Despite widespread public outcry, the Joint Admissions and Matriculation Board (JAMB) has held firm on 150 out of 400 as the minimum university admission cut-off mark for the second consecutive year.
The decision, which was announced at JAMB’s annual policy meeting held in Abuja on Monday, was reached following a vote by vice-chancellors present at the gathering, a process that lends institutional weight to a figure that has remained both a policy anchor and a lightning rod for criticism within Nigeria’s education sector.
For the second consecutive year, the Board has settled on 150 as the National Minimum Tolerable UTME Score for universities, the threshold below which no tertiary institution is permitted to offer admission to any candidate.
Colleges of Nursing will operate under the same benchmark of 150, while polytechnics have been assigned a considerably lower floor of 100.
The scores, formally described as National Minimum Tolerable UTME Scores, serve as a binding baseline across all participating institutions.
However, universities and other institutions retain the discretion to set higher internal cut-offs, a provision that effectively allows more competitive schools to filter applicants more rigorously even as the national floor remains unchanged.
Last year’s adoption of the 150 cut-off triggered a wave of public concern and drew sharp criticism from education stakeholders, parents, and observers who argued the mark was far too low to serve as a credible gateway into Nigeria’s universities.
Critics warned that admitting students with such scores risked undermining academic standards and devaluing the worth of Nigerian degrees on both the domestic and international stage. Yet the board has held firm, signaling a deliberate policy posture rather than a concession to pressure.
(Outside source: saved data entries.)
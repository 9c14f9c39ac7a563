//! Integration tests for the ATS scoring pipeline

use ats_scorer::scoring::scorer::{calculate_ats_score, calculate_enhanced_ats_score, AtsScorer};
use ats_scorer::{Config, MatchType};

fn keywords(list: &[&str]) -> Vec<String> {
    list.iter().map(|k| k.to_string()).collect()
}

fn sample_resume() -> String {
    std::fs::read_to_string("tests/fixtures/sample_resume.md").unwrap()
}

fn sample_keywords() -> Vec<String> {
    let raw = std::fs::read_to_string("tests/fixtures/keywords.txt").unwrap();
    raw.lines()
        .map(|l| l.trim().to_string())
        .filter(|l| !l.is_empty())
        .collect()
}

#[tokio::test]
async fn test_idempotence() {
    let resume = sample_resume();
    let keyword_list = sample_keywords();

    let first = calculate_enhanced_ats_score(&resume, &keyword_list).await;
    let second = calculate_enhanced_ats_score(&resume, &keyword_list).await;

    assert_eq!(first, second);
}

#[tokio::test]
async fn test_score_bounds() {
    let inputs = [
        ("", vec![]),
        ("plain text", keywords(&["python"])),
        (
            "Skills:\nPython React AWS Docker Terraform PostgreSQL",
            keywords(&["Python", "React", "AWS", "Docker", "Terraform", "PostgreSQL"]),
        ),
    ];

    for (resume, keyword_list) in inputs {
        let result = calculate_enhanced_ats_score(resume, &keyword_list).await;
        assert!(result.score <= 100);
    }
}

#[tokio::test]
async fn test_empty_input_contract() {
    let empty_both = calculate_enhanced_ats_score("", &[]).await;
    assert_eq!(empty_both.score, 0);
    assert!(!empty_both.recommendations.is_empty());

    let empty_keywords = calculate_enhanced_ats_score("a valid resume text", &[]).await;
    assert_eq!(empty_keywords.score, 0);
    assert!(!empty_keywords.recommendations.is_empty());

    let whitespace_resume = calculate_enhanced_ats_score("   \n  ", &keywords(&["python"])).await;
    assert_eq!(whitespace_resume.score, 0);
    assert_eq!(whitespace_resume.missing_keywords, keywords(&["python"]));
}

#[tokio::test]
async fn test_missing_keyword_completeness() {
    let resume = "Skills:\nPython and React in production";
    let keyword_list = keywords(&["Python", "terraform", "elasticsearch", "cobol"]);

    let result = calculate_enhanced_ats_score(resume, &keyword_list).await;

    for absent in ["terraform", "elasticsearch", "cobol"] {
        assert!(
            result.missing_keywords.contains(&absent.to_string()),
            "{} should be reported missing",
            absent
        );
    }
}

#[tokio::test]
async fn test_related_terms_do_not_satisfy_keywords() {
    // "container" relates to "docker" conceptually, but the keyword itself
    // is absent and no variation appears, so it must be reported missing
    let resume = "Shipped services as container images";
    let result = calculate_enhanced_ats_score(resume, &keywords(&["docker"])).await;

    assert!(result.matched_keywords.is_empty());
    assert!(result.partial_matches.is_empty());
    assert!(result.missing_keywords.contains(&"docker".to_string()));
}

#[tokio::test]
async fn test_exact_match_guarantee() {
    let resume = "Skills:\nPython, React and daily AWS work";
    let result = calculate_enhanced_ats_score(&resume, &keywords(&["Python", "React", "AWS"])).await;

    for keyword in ["Python", "React", "AWS"] {
        let m = result
            .matched_keywords
            .iter()
            .find(|m| m.keyword == keyword)
            .unwrap_or_else(|| panic!("{} should be matched", keyword));
        assert_eq!(m.match_type, MatchType::Exact);
        assert!(!result.missing_keywords.contains(&keyword.to_string()));
    }
}

#[tokio::test]
async fn test_noise_keywords_do_not_inflate_score() {
    let resume = "Experience:\nStrong experience with the best skills";
    let result =
        calculate_enhanced_ats_score(resume, &keywords(&["experience", "strong", "the"])).await;

    assert_eq!(result.score, 0);
    assert!(result.matched_keywords.is_empty());
    assert!(result.partial_matches.is_empty());
}

#[tokio::test]
async fn test_truncation_clips_late_keywords() {
    // Filler past the 10k char cap, keyword only after the cap
    let mut resume = "word ".repeat(2100); // 10,500 chars
    resume.push_str("terraform");

    let result = calculate_enhanced_ats_score(&resume, &keywords(&["terraform"])).await;

    assert!(result.matched_keywords.is_empty());
    assert!(result.partial_matches.is_empty());
    assert!(result.missing_keywords.contains(&"terraform".to_string()));
}

#[tokio::test]
async fn test_sample_resume_scenario() {
    let resume = "# Jane Doe\n\n### SKILLS\nPython, React, AWS\n\n### EXPERIENCE\nBuilt scalable APIs.";
    let keyword_list = keywords(&["Python", "React", "AWS", "Kubernetes", "communication"]);

    let result = calculate_enhanced_ats_score(resume, &keyword_list).await;

    assert!(result.score > 0);
    for keyword in ["Python", "React", "AWS"] {
        let m = result
            .matched_keywords
            .iter()
            .find(|m| m.keyword == keyword)
            .unwrap_or_else(|| panic!("{} should be matched", keyword));
        assert_eq!(m.match_type, MatchType::Exact);
        // Matches land in a skills-flavored section with a boosted multiplier
        assert!(m.section.as_deref().unwrap_or("").contains("skills"));
        assert!(m.score > 1.0);
    }
    assert!(result.missing_keywords.contains(&"Kubernetes".to_string()));
    assert!(result.missing_keywords.contains(&"communication".to_string()));
}

#[tokio::test]
async fn test_synonym_normalization_scenario() {
    let resume = "I have shipped javascript services for years";
    let result = calculate_enhanced_ats_score(resume, &keywords(&["js"])).await;

    let m = result
        .matched_keywords
        .iter()
        .find(|m| m.keyword == "js")
        .expect("normalized keyword should match exactly");
    assert_eq!(m.match_type, MatchType::Exact);
    assert!(result.missing_keywords.is_empty());
}

#[tokio::test]
async fn test_keyword_cap_scenario() {
    // 40 keywords, every one present in the resume text
    let keyword_list: Vec<String> = (0..40).map(|i| format!("skillword{:02}", i)).collect();
    let resume = format!("Skills:\n{}", keyword_list.join(" "));

    let result = calculate_enhanced_ats_score(&resume, &keyword_list).await;

    assert_eq!(result.total_keywords, 40);
    let all_reported: Vec<&String> = result
        .matched_keywords
        .iter()
        .chain(result.partial_matches.iter())
        .map(|m| &m.keyword)
        .chain(result.missing_keywords.iter())
        .collect();

    for late in &keyword_list[30..] {
        assert!(
            !all_reported.contains(&late),
            "{} is past the cap and should be absent everywhere",
            late
        );
    }
    assert_eq!(result.matched_keywords.len(), 30);
}

#[tokio::test]
async fn test_fixture_resume_end_to_end() {
    let resume = sample_resume();
    let keyword_list = sample_keywords();

    let result = calculate_enhanced_ats_score(&resume, &keyword_list).await;

    assert!(result.score > 0);
    assert!(result
        .matched_keywords
        .iter()
        .any(|m| m.keyword == "Python" && m.match_type == MatchType::Exact));
    // "Kubernetes" only appears as its "k8s" variation
    assert!(result
        .partial_matches
        .iter()
        .any(|m| m.keyword == "Kubernetes"));
    assert!(result.missing_keywords.contains(&"communication".to_string()));
    assert!(!result.sections_detected.is_empty());
    assert!(!result.recommendations.is_empty());
}

#[tokio::test]
async fn test_timeout_produces_error_sentinel() {
    let mut config = Config::default();
    config.processing.time_budget_ms = 0;
    let scorer = AtsScorer::with_config(&config);

    let result = scorer
        .calculate_score(&sample_resume(), &sample_keywords())
        .await;

    assert_eq!(result.score, 0);
    assert!(result
        .recommendations
        .iter()
        .any(|r| r.contains("timeout")));
}

#[tokio::test]
async fn test_legacy_result_shape() {
    let resume = sample_resume();
    let keyword_list = sample_keywords();

    let enhanced = calculate_enhanced_ats_score(&resume, &keyword_list).await;
    let legacy = calculate_ats_score(&resume, &keyword_list).await;

    assert_eq!(legacy.score, enhanced.score);
    assert_eq!(legacy.total_keywords, enhanced.total_keywords);
    assert_eq!(legacy.missing_keywords, enhanced.missing_keywords);
    assert_eq!(legacy.recommendations, enhanced.recommendations);

    let flattened: Vec<String> = enhanced
        .matched_keywords
        .iter()
        .map(|m| m.keyword.clone())
        .collect();
    assert_eq!(legacy.matched_keywords, flattened);
}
In what may prove to be one of the more consequential announcements from Monday’s meeting, JAMB revealed that candidates seeking admission into education programs and agriculture non-engineering courses are now exempted from the Unified Tertiary Matriculation Examination (UTME) requirement.
The move, which is likely to attract attention from prospective students and academic planners alike, reflects a targeted effort to boost enrollment in sectors the government considers critical to national development, teaching, and food security, among them.
The exemption raises fresh questions, however, about the long-term implications for quality control in those disciplines, and observers will be watching closely to see what alternative admission criteria institutions will adopt in the absence of standardized UTME scores.
Weighing in at the policy meeting, Minister of Education Tunji Alausa reaffirmed the government’s position that 16 years remains the minimum age for admission into tertiary institutions across Nigeria, a stance that has itself been the subject of recurring debate given the country’s diverse educational landscape.
“Following extensive consultations and policy reviews, the government has maintained sixteen years as the minimum age for admission into tertiary institutions,” the minister told attendees. “This position reflects a careful balance between inclusivity and academic readiness.”
Alausa acknowledged the reality of exceptionally gifted young students but was firm that such cases must be handled within clearly defined and rigorously enforced guidelines. “We must preserve the integrity of the system as a whole,” he stressed, suggesting that exceptions, while possible, would not be granted casually or without stringent oversight.
The minister also used the occasion to issue a stern warning to institutions tempted to process admissions outside JAMB’s Central Admissions Processing System (CAPS), declaring such admissions illegal and warning that they would not be recognized by the government.
The directive reinforces JAMB’s role as the singular gateway for tertiary admissions in Nigeria and puts institutions on notice that circumventing the system, whether through informal arrangements or administrative shortcuts, carries serious consequences for both the institutions involved and the students they seek to admit.
As Nigeria’s estimated 1.5 million-plus UTME candidates begin processing Monday’s announcements, the conversation around the 150 cut-off mark is unlikely to quiet down.
For many families, particularly those in underserved communities whose children straddle the line between eligibility and rejection, the retained benchmark offers a measure of relief.
What is clear is that JAMB, backed by the Ministry of Education and the collective vote of the nation’s vice-chancellors, has chosen continuity over change at least for now.
WHAT YOU SHOULD KNOW
For the second year running, JAMB has retained the 150 cut-off mark for university admissions, brushing aside public criticism that the benchmark is too low. While polytechnics operate at a lower floor of 100, the board has drawn a firm line no institution may admit below these scores.
With the minimum admission age locked at 16, the system remains largely unchanged, and the debate over whether Nigeria’s admissions standards are truly fit for purpose is far from over.